Social Media in Medicine – Useless!

Or, might it be how you use it that matters?

This is a brief report from the journal Circulation, regarding a self-assessment of their social media strategy.  The editors of the journal performed a prospective, block-randomization of published articles to either social media promotion on Facebook and Twitter, or no promotion, and compared 30-day website page views for each article.  121 articles were randomized to social media and 122 to control, and were generally evenly balanced between article types.

And, the answer – unfortunately, for their 3-person associate editor team – is: no difference.  Articles posted to social media received an average of 409 pageviews within 30-days, compared with 392 to those with no promotion.  Thus, the journal of Circulation declares social media dead – and ultimately generalizes their failures to all cardiovascular journals via their Conclusions section.

So, we should all stop blogging and tweeting?  Or, is journal self-promotion futile?  And, are page views the best measure of the effectiveness of knowledge translation?  Or, is there more nuance and heterogeneity between online strategies, rendering this Circulation data of only passing curiosity?  I tend to believe the latter – but, certainly, it’s an interesting publication I hope inspires other journals to perform their own, similarly rigorous studies.

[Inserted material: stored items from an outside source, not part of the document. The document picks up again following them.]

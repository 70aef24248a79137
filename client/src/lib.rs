//! Client side of FocusLab: REST access, the optimistic board and
//! background sync.

pub mod api;
pub mod board;
pub mod session;
pub mod token;

use std::path::PathBuf;

use thiserror::Error;

pub use api::ApiClient;
pub use board::{Board, BoardError, SyncOp};
pub use session::Session;
pub use token::TokenStore;

#[derive(Debug, Error)]
pub enum ClientError {
    #[error("invalid backend URL {0}")]
    BaseUrl(String),
    #[error("HTTP client: {0}")]
    Client(#[source] reqwest::Error),
    #[error("request failed: {0}")]
    Transport(#[from] reqwest::Error),
    #[error("Unauthorized")]
    Unauthorized,
    #[error("Login failed. Check credentials.")]
    LoginFailed,
    #[error("{0}")]
    SignupFailed(String),
    #[error("server returned {status}: {detail}")]
    Status {
        status: reqwest::StatusCode,
        detail: String,
    },
    #[error("malformed response: {0}")]
    Decode(String),
    #[error("{}: {source}", path.display())]
    TokenFile {
        path: PathBuf,
        source: std::io::Error,
    },
}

[Note: if my blog entries receive as many (or more!) pageviews as Circulation articles, does this mean my impact factor is higher than Circulation’s 14.98?]

“A Randomized Trial of Social Media from Circulation”
http://circ.ahajournals.org/content/early/2014/11/17/CIRCULATIONAHA.114.013509.abstract

5 thoughts on “Social Media in Medicine – Useless!”

  1. I'm a long-time blog reader of yours- maybe they should've used your blog as one of the social media sites? I'd imagine that they're numbers would have been very different. :o) Thanks for all of the awesome content.

  2. I'm a bit curious of what method they're using to measure their page views as, according to the Circulation blog, "…[they] received 3.45 million impressions on Twitter last week and reached 1.35 million unique accounts. However, despite these impressive numbers, the manuscript has received only 405 page views." I have no doubt that most folks haven't looked at the original article, but there still seems to be a huge disconnect between the hits their site is registering and their social media engagement. Their Facebook page, though it has low levels of interaction, still has modest reach, and the same goes for their Twitter.

    I can see why the results could wash out in the trial—I follow their Facebook page yet rarely comment or follow links unless the article is of particular interest to my niche—but it seems odd that even this article with a generous level of interaction isn't generating many hits on their website. I'd expect most of their articles to benefit little from social media as the topics are often dry (especially since articles with an accompanying press release were excluded), of minimal immediate clinical impact, and are not readily discussable by most folks that do not specialize in the topic, but this is the sort of thing ripe for social media interaction and it's very odd that they're not seeing an uptick in actual page views.

  3. "I'd expect most of their articles to benefit little from social media as the topics are often dry …"

    Indeed. It really doesn't matter whether you flog an article on social media if the content is of no interest. Since specific exclusions were made for articles promoted through other means (re: interesting articles), just pimping out boring crap through social media is unlikely to be successful.

  4. I left what I felt to be a thoughtful and constructive reply to a post about this article on the Circulation blog back on Nov 24 and it's still yet to be approved or replied to (and there's no others so it's not like it was lost in the mix). At first I was willing to give them a break because it seemed like they were trying with this study, but after hearing from folks who have also tried to engage with them and their parent, the AHA, on social media over the past few years, I'm seeing that is par for the course.

    At first I was disappointed because I thought they wanted to play on our turf but were just having trouble—linking boring articles and probably mis-counting hits on the popular ones—but it's looking more like they want to play by their understanding of the rules and are sad we won't meet them half-way. I should have known better because I (and others) been engaging their EKG cases for a couple of years and getting nowhere with corrections or requests, but I presumed it was because they didn't have any interest in social media. Instead it looks like they want to have a social media presence, they just want that presence to be their giant monolith standing in the middle, doling out their wisdom to us lowly individuals. No thanks AHA.

  5. Yes – there's more than one way to be active on social media. You can put in a lot or very little effort and meet with similar success (or non-success), depending on the quality of the interaction and the audience needs. It's an interesting study; I hope there are more like it.